Mais cette douleur n’était encore rien. Le pire, le plus pénible de voir comment les gens sont aveugles et idiots face aux victimes qui crient pour appeler à l’aide. Ma douleur est insignifiante à côté de ça. Mais peut-être ma douleur a-t-elle réveillé un certain nombre de gens ? La route est toutefois encore longue, très difficile et il ne sera pas aisé d’atteindre notre but commun. En revanche, toute petite amélioration, toute petite avance signifie énormément pour eux. Qui sommes-nous ou serions-nous, cher Patrice, si nous restions aveugle et sourd dans cette problématique ? Serions-nous alors supérieur à ces hommes exploitent ces milliers d’enfants ? Je ne me plaints pas d’avoir toujours, avec mes propres petits moyens, lutté pour les enfants. Ils le méritent.

Pour ce moment, je suis enfermé. C’est le destin de tous les activistes. Je n’ai plus à attendre grand-chose en tant qu’activiste dans ma vie, vu ma situation médicale (diabète, cœur, reins et sang malades, cancer) qui m’oblige à aller 5 fois par jour à l’infirmerie. Je vis dans un tout petit espace, pour ma situation médicale : 2m30 sur 4 m, que je partage avec un autre prisonnier. Savez-vous que je vis sur un espace de 81 petites dalles ? Je ne peux pas regarder à travers les barreaux de la fenêtre, parce que cette fenêtre est trop haute. Savez-vous Patrice, qu’on a du m’opérer 5 fois depuis mon incarcération, le 5 septembre 2008 et que j’ai été enchaîné durant 591 heures comme un chien, à toutes sorte de lits d’hôpitaux, appareils médicaux, etc., avec des menottes en métal au pied, parce que le règlement de prison le prescrit ? Et pourquoi, parce qu’on s’engage pour ces milliers d’enfants.

Mais mon destin est comme ça. Je n’ai pas droit au congé pénitentiaire. Je ne peux pas embrasser mes petits-enfants. Je ne peux pas rendre visite à ma famille et à tous ceux qui m’aime, parce que ma conscience m’oblige à ne pas laisse tomber mon point de vue, qui est bien connu. Ma situation n’est pas de l’eau de rose, Patrice. Je suis même obligé de taper mes lettres en caractère majuscule, parce que les petits caractères sont brisés et il n’y a pas moyen d’en avoir un autre. Je continue malgré tout à expliquer les mots de tout mon cœur.

Je sais aussi que dans beaucoup de pays, beaucoup de gens sont actifs autour de mon destin et ma douleur. Je sais qu’il y a des protestations sur ma situation, qu’elle est exposée en publique et que les autorités ont reçu de nombreuses lettres. Et je suis très heureux pour ça. Mais Patrice, pensons en première place aux milliers de victimes !

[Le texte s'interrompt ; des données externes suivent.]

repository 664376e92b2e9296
use serde_json::Value;
use tracing::warn;

use crate::models::{OrderCategory, OrderProductView, OrderStats, OrderView, ShippingInfo};

/// Shown when an order has no shipping record to name the customer.
const UNKNOWN_CUSTOMER: &str = "غير معروف";
/// Fixed placeholder glyph for product thumbnails the backend does not send.
const PRODUCT_GLYPH: &str = "📦";
/// Name of the synthetic product line for orders with no item rows.
const FALLBACK_PRODUCT_NAME: &str = "منتج";

// Tolerant field readers: the backend sends numbers as numbers or strings
// depending on the column, and older rows omit fields entirely.

fn get_str(value: &Value, key: &str) -> String {
    value
        .get(key)
        .and_then(|v| v.as_str())
        .unwrap_or("")
        .to_string()
}

fn get_f64(value: &Value, key: &str) -> f64 {
    match value.get(key) {
        Some(Value::Number(n)) => n.as_f64().unwrap_or(0.0),
        Some(Value::String(s)) => s.trim().parse::<f64>().unwrap_or(0.0),
        _ => 0.0,
    }
}

fn get_u32(value: &Value, key: &str) -> u32 {
    match value.get(key) {
        Some(Value::Number(n)) => n
            .as_u64()
            .and_then(|q| u32::try_from(q).ok())
            .unwrap_or(0),
        Some(Value::String(s)) => s.trim().parse::<u32>().unwrap_or(0),
        _ => 0,
    }
}

fn get_bool(value: &Value, key: &str) -> bool {
    match value.get(key) {
        Some(Value::Bool(b)) => *b,
        // MySQL-backed booleans arrive as 0/1
        Some(Value::Number(n)) => n.as_i64().unwrap_or(0) != 0,
        _ => false,
    }
}

fn get_id(value: &Value, key: &str) -> String {
    match value.get(key) {
        Some(Value::Number(n)) => n.to_string(),
        Some(Value::String(s)) => s.clone(),
        _ => String::new(),
    }
}

/// Converts one store-orders-stats payload (`{allOrders: {orders: [...]}}`)
/// into flat order records. Pure: no I/O, input never mutated, and every
/// field may be absent without failing — this is the sole boundary
/// shielding the UI from backend shape drift.
pub fn transform_orders(payload: &Value) -> Vec<OrderView> {
    let orders = payload
        .get("allOrders")
        .and_then(|v| v.get("orders"))
        .and_then(|v| v.as_array());

    match orders {
        Some(orders) => orders.iter().map(transform_order).collect(),
        None => {
            warn!("Order payload missing allOrders.orders, rendering empty list");
            Vec::new()
        }
    }
}

/// Flattens a single backend order into its view record.
pub fn transform_order(order: &Value) -> OrderView {
    let id = get_id(order, "id");
    let total_price = get_f64(order, "total_price");
    let status = get_str(order, "status");

    // Two independent signals mark an order as monitored; either suffices.
    let is_monitored = status == "monitored" || get_bool(order, "is_programmatic");

    let category = if is_monitored {
        OrderCategory::Monitored
    } else if status == "shipped" {
        OrderCategory::Shipped
    } else {
        OrderCategory::Unshipped
    };

    let shipping_value = order.get("shipping").or_else(|| order.get("Shipping"));

    let customer_name = shipping_value
        .map(|s| get_str(s, "customer_name"))
        .filter(|name| !name.is_empty())
        .unwrap_or_else(|| UNKNOWN_CUSTOMER.to_string());

    let items = order
        .get("OrderItems")
        .and_then(|v| v.as_array())
        .map(|a| a.as_slice())
        .unwrap_or_default();

    let quantity: u32 = items.iter().map(|item| get_u32(item, "quantity")).sum();

    let products = if items.is_empty() {
        // The detail view never renders an empty product list; stand in a
        // single line carrying the order's total
        vec![OrderProductView {
            id: id.clone(),
            name: FALLBACK_PRODUCT_NAME.to_string(),
            image: PRODUCT_GLYPH.to_string(),
            quantity: 1,
            price: total_price,
            total_price,
        }]
    } else {
        items.iter().map(transform_order_item).collect()
    };

    let shipping = shipping_value
        .cloned()
        .and_then(|v| serde_json::from_value::<ShippingInfo>(v).ok());

    let created_at = {
        let created = get_str(order, "createdAt");
        if created.is_empty() {
            get_str(order, "created_at")
        } else {
            created
        }
    };

    OrderView {
        order_number: format!("#{}", id),
        id,
        customer_name,
        price: total_price,
        quantity,
        category,
        products,
        is_monitored,
        created_at,
        shipping,
    }
}

fn transform_order_item(item: &Value) -> OrderProductView {
    let price = get_f64(item, "price_at_time");
    let quantity = get_u32(item, "quantity");

    let name = item
        .get("Product")
        .map(|p| get_str(p, "name"))
        .filter(|n| !n.is_empty())
        .unwrap_or_else(|| get_str(item, "name"));
    let name = if name.is_empty() {
        FALLBACK_PRODUCT_NAME.to_string()
    } else {
        name
    };

    OrderProductView {
        id: get_id(item, "id"),
        name,
        image: PRODUCT_GLYPH.to_string(),
        quantity,
        price,
        total_price: price * quantity as f64,
    }
}

/// Reads the aggregate block of the stats payload. Absent counters default
/// to zero; the UI re-fetches rather than maintaining these incrementally.
pub fn transform_stats(payload: &Value) -> OrderStats {
    let stats = match payload.get("statistics") {
        Some(stats) => stats,
        None => return OrderStats::default(),
    };

    let count = |key: &str| stats.get(key).and_then(|v| v.as_u64()).unwrap_or(0);

    OrderStats {
        total_orders: count("totalOrders"),
        shipped_orders: count("shippedOrders"),
        unshipped_orders: count("unshippedOrders"),
        monitored_orders: count("monitoredOrders"),
        total_revenue: get_f64(stats, "totalRevenue"),
        shipped_revenue: get_f64(stats, "shippedRevenue"),
        unshipped_revenue: get_f64(stats, "unshippedRevenue"),
        monitored_revenue: get_f64(stats, "monitoredRevenue"),
    }
}
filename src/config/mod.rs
pub mod client_config;

pub use client_config::ClientConfig;
use crate::api::client::ApiClient;
use crate::error::Result;
use crate::models::Store;

impl ApiClient {
    /// Storefront listing of every store, without nested products.
    pub async fn list_stores(&self) -> Result<Vec<Store>> {
        let response = self.send(self.get("/stores/")).await?;
        let stores: Vec<Store> = response.json().await?;
        Ok(stores)
    }

    /// One store with its nested products for the store page.
    pub async fn store_detail(&self, store_id: i64) -> Result<Store> {
        let path = format!("/stores/{}", store_id);
        let response = self.send(self.get(&path)).await?;
        let store: Store = response.json().await?;
        Ok(store)
    }
}
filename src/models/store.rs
use serde::{Deserialize, Serialize};

/// Store record from the listing and detail endpoints. The detail endpoint
/// nests the store's products; the listing omits them.
#[derive(Debug, Clone, Serialize, Deserialize)]
pub struct Store {
    pub id: i64,
    pub name: String,
    pub description: Option<String>,
    pub logo: Option<String>,
    pub category: Option<String>,
    #[serde(rename = "Products", default)]
    pub products: Vec<serde_json::Value>,
}
use serde::Serialize;
use tracing::info;

use crate::error::{ClientError, Result};
use crate::import::grid::{ImageFile, ProductRow};
use crate::import::validate::validate_rows;

/// Sanitized product fields as the backend expects them in the multipart
/// form. `images_count` tells the backend how many entries of the flat
/// image list belong to this product.
#[derive(Debug, Clone, Serialize)]
pub struct ProductDescriptor {
    pub name: String,
    pub description: String,
    pub price: f64,
    pub stock_quantity: u32,
    #[serde(skip_serializing_if = "Option::is_none")]
    pub discount_percentage: Option<f64>,
    #[serde(rename = "imagesCount")]
    pub images_count: usize,
}

/// One bulk upload, assembled from the grid in display order. Image
/// association is positional: the backend re-slices `images` using each
/// descriptor's `images_count`, so descriptor order and image order must
/// both mirror the grid at assembly time. Row order is frozen here and
/// must not change before the upload is sent.
#[derive(Debug, Clone)]
pub struct BulkProductSubmission {
    pub store_id: i64,
    pub products: Vec<ProductDescriptor>,
    pub images: Vec<ImageFile>,
}

impl BulkProductSubmission {
    /// Holds by construction; exposed so callers and tests can assert it.
    pub fn image_counts_consistent(&self) -> bool {
        self.products.iter().map(|p| p.images_count).sum::<usize>() == self.images.len()
    }
}

/// Validates the grid and flattens it into a submission. Fail-closed: any
/// validation error aborts before a single field is coerced, and no
/// network call is made.
pub fn assemble(store_id: i64, rows: &[ProductRow]) -> Result<BulkProductSubmission> {
    let errors = validate_rows(rows);
    if !errors.is_empty() {
        return Err(ClientError::Validation { errors });
    }

    let mut products = Vec::with_capacity(rows.len());
    let mut images = Vec::new();

    for row in rows {
        // Parses cannot fail here: validate_rows accepted every row
        let price = row.price.trim().parse::<f64>().unwrap_or_default();
        let stock_quantity = row.stock_quantity.trim().parse::<u32>().unwrap_or_default();
        let discount = row.discount_percentage.trim();
        let discount_percentage = if discount.is_empty() {
            None
        } else {
            discount.parse::<f64>().ok()
        };

        products.push(ProductDescriptor {
            name: row.name.trim().to_string(),
            description: row.description.trim().to_string(),
            price,
            stock_quantity,
            discount_percentage,
            images_count: row.images.len(),
        });
        images.extend(row.images.iter().cloned());
    }

    info!(
        "Assembled submission for store {}: {} product(s), {} image(s)",
        store_id,
        products.len(),
        images.len()
    );

    Ok(BulkProductSubmission {
        store_id,
        products,
        images,
    })
}

#[cfg(test)]
mod tests {
    use super::*;

    fn row(name: &str, image_count: usize) -> ProductRow {
        ProductRow {
            id: name.to_string(),
            name: name.to_string(),
            description: format!("{} description", name),
            price: "25.5".to_string(),
            discount_percentage: "10".to_string(),
            stock_quantity: "4".to_string(),
            images: (0..image_count)
                .map(|i| ImageFile::new(format!("{}-{}.jpg", name, i), "image/jpeg", vec![0u8; 8]))
                .collect(),
        }
    }

    #[test]
    fn test_image_count_invariant() {
        let rows = [row("a", 3), row("b", 0), row("c", 5)];
        let submission = assemble(7, &rows).unwrap();

        assert!(submission.image_counts_consistent());
        assert_eq!(submission.images.len(), 8);
        assert_eq!(submission.products[0].images_count, 3);
        assert_eq!(submission.products[1].images_count, 0);
        assert_eq!(submission.products[2].images_count, 5);
    }

    #[test]
    fn test_images_preserve_row_and_per_row_order() {
        let rows = [row("a", 2), row("b", 1)];
        let submission = assemble(7, &rows).unwrap();

        let names: Vec<_> = submission
            .images
            .iter()
            .map(|i| i.file_name.as_str())
            .collect();
        assert_eq!(names, ["a-0.jpg", "a-1.jpg", "b-0.jpg"]);
    }

    #[test]
    fn test_invalid_grid_blocks_assembly() {
        let mut bad = row("a", 0);
        bad.price = "-3".to_string();

        let err = assemble(7, &[row("ok", 1), bad]).unwrap_err();
        match err {
            ClientError::Validation { errors } => {
                assert_eq!(errors.len(), 1);
                assert_eq!(errors[0].row_index, 1);
            }
            other => panic!("expected validation error, got {:?}", other),
        }
    }

    #[test]
    fn test_oversized_quantity_is_blocked_not_zeroed() {
        // 2^32 does not fit the descriptor's stock type; assembly must
        // refuse the grid instead of uploading stock 0
        let mut r = row("a", 0);
        r.stock_quantity = "4294967296".to_string();

        match assemble(7, &[r]) {
            Err(ClientError::Validation { errors }) => {
                assert_eq!(errors.len(), 1);
                assert_eq!(errors[0].row_index, 0);
            }
            other => panic!("expected validation error, got {:?}", other.map(|_| ())),
        }
    }

    #[test]
    fn test_numeric_coercion_and_trimming() {
        let mut r = row("a", 0);
        r.name = "  Shirt  ".to_string();
        r.discount_percentage = String::new();

        let submission = assemble(1, &[r]).unwrap();
        let product = &submission.products[0];
        assert_eq!(product.name, "Shirt");
        assert_eq!(product.price, 25.5);
        assert_eq!(product.stock_quantity, 4);
        assert!(product.discount_percentage.is_none());
    }

    #[test]
    fn test_descriptor_serializes_images_count_camel_case() {
        let submission = assemble(1, &[row("a", 2)]).unwrap();
        let json = serde_json::to_value(&submission.products).unwrap();
        assert_eq!(json[0]["imagesCount"], 2);
        assert_eq!(json[0]["discount_percentage"], 10.0);
    }
}
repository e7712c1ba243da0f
//! coreslice ABI types
//!
//! Canonical definitions for the task-facing types shared between the
//! scheduler core and whatever drives it (tick source, task executor,
//! test battery). Keeping them here gives every consumer the same handle
//! and state encoding.

#![cfg_attr(not(test), no_std)]
#![forbid(unsafe_code)]

pub mod task;

pub use task::*;
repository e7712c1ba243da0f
//! Error taxonomy for the scheduler core.
//!
//! Every public operation returns [`SchedResult`]. Caller mistakes
//! (stale handles, bad priorities, calls in the wrong phase) are reported
//! and leave the scheduler untouched. [`SchedError::InternalInvariantBroken`]
//! is different: it means the core table and ready lists disagree, the
//! instance halts, and every later call reports the same fault.

use core::fmt;

use coreslice_abi::task::{CoreId, TaskHandle, TaskStatus};

/// Why a [`SchedConfig`](super::config::SchedConfig) was rejected.
#[derive(Debug, Clone, Copy, PartialEq, Eq)]
pub enum ConfigFault {
    NoCores,
    TooManyCores { requested: usize, max: usize },
    NoTaskCapacity,
}

impl fmt::Display for ConfigFault {
    fn fmt(&self, f: &mut fmt::Formatter<'_>) -> fmt::Result {
        match self {
            Self::NoCores => write!(f, "at least one core is required"),
            Self::TooManyCores { requested, max } => {
                write!(f, "{} cores requested, at most {} supported", requested, max)
            }
            Self::NoTaskCapacity => write!(f, "task capacity must be at least 1"),
        }
    }
}

/// Which scheduler invariant was found broken.
#[derive(Debug, Clone, Copy, PartialEq, Eq)]
pub enum InvariantFault {
    /// A core slot names a handle that is not a live task.
    StaleOccupant { core: CoreId },
    /// A core slot's occupant does not report itself running there.
    OccupantStateMismatch { core: CoreId, task: TaskHandle },
    /// A task claims a core whose slot holds something else.
    AssignmentMismatch { task: TaskHandle },
    /// The same handle occupies two cores.
    DuplicateOccupant { task: TaskHandle },
    /// A ready list holds a task that is not ready, or at the wrong level.
    ReadyListCorrupt { priority: u8, task: TaskHandle },
    /// A ready task is missing from its list or listed twice.
    ReadyMembership { task: TaskHandle },
    /// A ready task outranks a running one.
    PriorityInversion { running: TaskHandle, ready: TaskHandle },
    /// Fewer cores are busy than there are runnable tasks.
    IdleCoreWithWork { core: CoreId },
    /// A ready list is out of stamp order.
    ReadyListOrder { priority: u8 },
    /// A status change the task state machine forbids.
    IllegalTransition {
        task: TaskHandle,
        from: TaskStatus,
        to: TaskStatus,
    },
}

impl fmt::Display for InvariantFault {
    fn fmt(&self, f: &mut fmt::Formatter<'_>) -> fmt::Result {
        match self {
            Self::StaleOccupant { core } => write!(f, "core {} holds a dead task", core),
            Self::OccupantStateMismatch { core, task } => {
                write!(f, "core {} holds {} which is not running there", core, task)
            }
            Self::AssignmentMismatch { task } => {
                write!(f, "{} claims a core that does not hold it", task)
            }
            Self::DuplicateOccupant { task } => write!(f, "{} occupies two cores", task),
            Self::ReadyListCorrupt { priority, task } => {
                write!(f, "ready list {} holds misplaced task {}", priority, task)
            }
            Self::ReadyMembership { task } => {
                write!(f, "ready task {} is not listed exactly once", task)
            }
            Self::PriorityInversion { running, ready } => {
                write!(f, "ready {} outranks running {}", ready, running)
            }
            Self::IdleCoreWithWork { core } => {
                write!(f, "core {} is idle while runnable work waits", core)
            }
            Self::ReadyListOrder { priority } => {
                write!(f, "ready list {} is out of rotation order", priority)
            }
            Self::IllegalTransition { task, from, to } => {
                write!(f, "{} may not move from {} to {}", task, from, to)
            }
        }
    }
}

/// Scheduler error kinds.
#[derive(Debug, Clone, Copy, PartialEq, Eq)]
pub enum SchedError {
    /// Operation on a deleted or never-created handle.
    HandleInvalid,
    /// Priority outside `[0, max]`.
    BadPriority { priority: u8, max: u8 },
    /// Tick or query before `start_scheduler`.
    SchedulerNotStarted,
    /// `start_scheduler` called twice.
    AlreadyStarted,
    /// Task creation beyond the configured capacity.
    CapacityExceeded { max: usize },
    /// Rejected configuration.
    ConfigError(ConfigFault),
    /// The global facade was used before `init_scheduler`.
    NotInitialized,
    /// Fatal: internal state is inconsistent and the scheduler halted.
    InternalInvariantBroken(InvariantFault),
}

impl fmt::Display for SchedError {
    fn fmt(&self, f: &mut fmt::Formatter<'_>) -> fmt::Result {
        match self {
            Self::HandleInvalid => write!(f, "invalid or retired task handle"),
            Self::BadPriority { priority, max } => {
                write!(f, "priority {} outside [0, {}]", priority, max)
            }
            Self::SchedulerNotStarted => write!(f, "scheduler not started"),
            Self::AlreadyStarted => write!(f, "scheduler already started"),
            Self::CapacityExceeded { max } => write!(f, "task capacity of {} exhausted", max),
            Self::ConfigError(fault) => write!(f, "bad scheduler configuration: {}", fault),
            Self::NotInitialized => write!(f, "scheduler not initialized"),
            Self::InternalInvariantBroken(fault) => {
                write!(f, "scheduler invariant broken: {}", fault)
            }
        }
    }
}

impl From<ConfigFault> for SchedError {
    fn from(fault: ConfigFault) -> Self {
        Self::ConfigError(fault)
    }
}

impl From<InvariantFault> for SchedError {
    fn from(fault: InvariantFault) -> Self {
        Self::InternalInvariantBroken(fault)
    }
}

/// Convenience result type for scheduler operations.
pub type SchedResult<T = ()> = Result<T, SchedError>;
//! Type-safe assertion macros returning TestResult on failure.

#[macro_export]
macro_rules! assert_eq_test {
    ($left:expr, $right:expr) => {{
        let left = $left;
        let right = $right;
        if left != right {
            $crate::klog_info!("ASSERT_EQ: expected {:?}, got {:?}", right, left);
            return $crate::testing::TestResult::Fail;
        }
    }};
    ($left:expr, $right:expr, $msg:expr) => {{
        let left = $left;
        let right = $right;
        if left != right {
            $crate::klog_info!("ASSERT_EQ: {} - expected {:?}, got {:?}", $msg, right, left);
            return $crate::testing::TestResult::Fail;
        }
    }};
}

#[macro_export]
macro_rules! assert_ne_test {
    ($left:expr, $right:expr) => {{
        let left = $left;
        let right = $right;
        if left == right {
            $crate::klog_info!("ASSERT_NE: values should differ, both are {:?}", left);
            return $crate::testing::TestResult::Fail;
        }
    }};
    ($left:expr, $right:expr, $msg:expr) => {{
        let left = $left;
        let right = $right;
        if left == right {
            $crate::klog_info!("ASSERT_NE: {} - both are {:?}", $msg, left);
            return $crate::testing::TestResult::Fail;
        }
    }};
}

#[macro_export]
macro_rules! assert_test {
    ($cond:expr) => {{
        if !$cond {
            $crate::klog_info!("ASSERT: condition failed");
            return $crate::testing::TestResult::Fail;
        }
    }};
    ($cond:expr, $msg:expr) => {{
        if !$cond {
            $crate::klog_info!("ASSERT: {}", $msg);
            return $crate::testing::TestResult::Fail;
        }
    }};
    ($cond:expr, $fmt:expr, $($arg:tt)*) => {{
        if !$cond {
            $crate::klog_info!(concat!("ASSERT: ", $fmt), $($arg)*);
            return $crate::testing::TestResult::Fail;
        }
    }};
}

#[macro_export]
macro_rules! assert_ok {
    ($result:expr) => {{
        match $result {
            Ok(v) => v,
            Err(e) => {
                $crate::klog_info!("ASSERT_OK: got Err({:?})", e);
                return $crate::testing::TestResult::Fail;
            }
        }
    }};
    ($result:expr, $msg:expr) => {{
        match $result {
            Ok(v) => v,
            Err(e) => {
                $crate::klog_info!("ASSERT_OK: {} - got Err({:?})", $msg, e);
                return $crate::testing::TestResult::Fail;
            }
        }
    }};
}

#[macro_export]
macro_rules! assert_err {
    ($result:expr, $expected:expr) => {{
        match $result {
            Err(e) if e == $expected => {}
            other => {
                $crate::klog_info!("ASSERT_ERR: expected Err({:?}), got {:?}", $expected, other);
                return $crate::testing::TestResult::Fail;
            }
        }
    }};
}
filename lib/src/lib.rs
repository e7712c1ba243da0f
#![cfg_attr(not(test), no_std)]

pub mod klog;
pub mod testing;

#[doc(hidden)]
pub use paste;

pub use klog::{
    KlogBackend, KlogLevel, klog_get_level, klog_has_backend, klog_init, klog_is_enabled,
    klog_register_backend, klog_set_level,
};
pub use testing::{TestResult, TestSuiteResult};
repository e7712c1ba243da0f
//! SMP ready-queue and tick-driven time-slicing core.
//!
//! A [`Scheduler`] owns the task store, one stamp-ordered ready list per
//! priority, and the core table. Tasks reach a core only through
//! [`dispatch::reselect`], run for one core at a time by lifecycle calls
//! and by the tick engine.

pub mod config;
pub mod dispatch;
pub mod error;
pub mod invariants;
pub mod lifecycle;
pub mod per_cpu;
pub mod ready_queue;
pub mod scheduler;
pub mod sleep;
pub mod task;

pub use config::{SchedConfig, SchedFeatures, config_from_cmdline};
pub use error::{ConfigFault, InvariantFault, SchedError, SchedResult};
pub use per_cpu::CoreStats;
pub use scheduler::{SchedPhase, SchedStats, Scheduler};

Un certain site m’a nommé le Nelson Mandela belge. Je suis nommé un prisonnier politique, et je ne sais pas quoi encore. Mais cher Patrice, je suis simplement Marcel, un petit activiste et je veux le rester. Il n’y a pas de barreau, pas de chaîne, pas de mur de prison qui m’empêchera de rester comme ça et de garder ma conscience.Je vous envoie aussi de tout cœur, mes meilleures salutations.

Marcel Vervloesem (A la main) De tout cœur, je vous souhaite beaucoup de courage pour votre travail magnifique.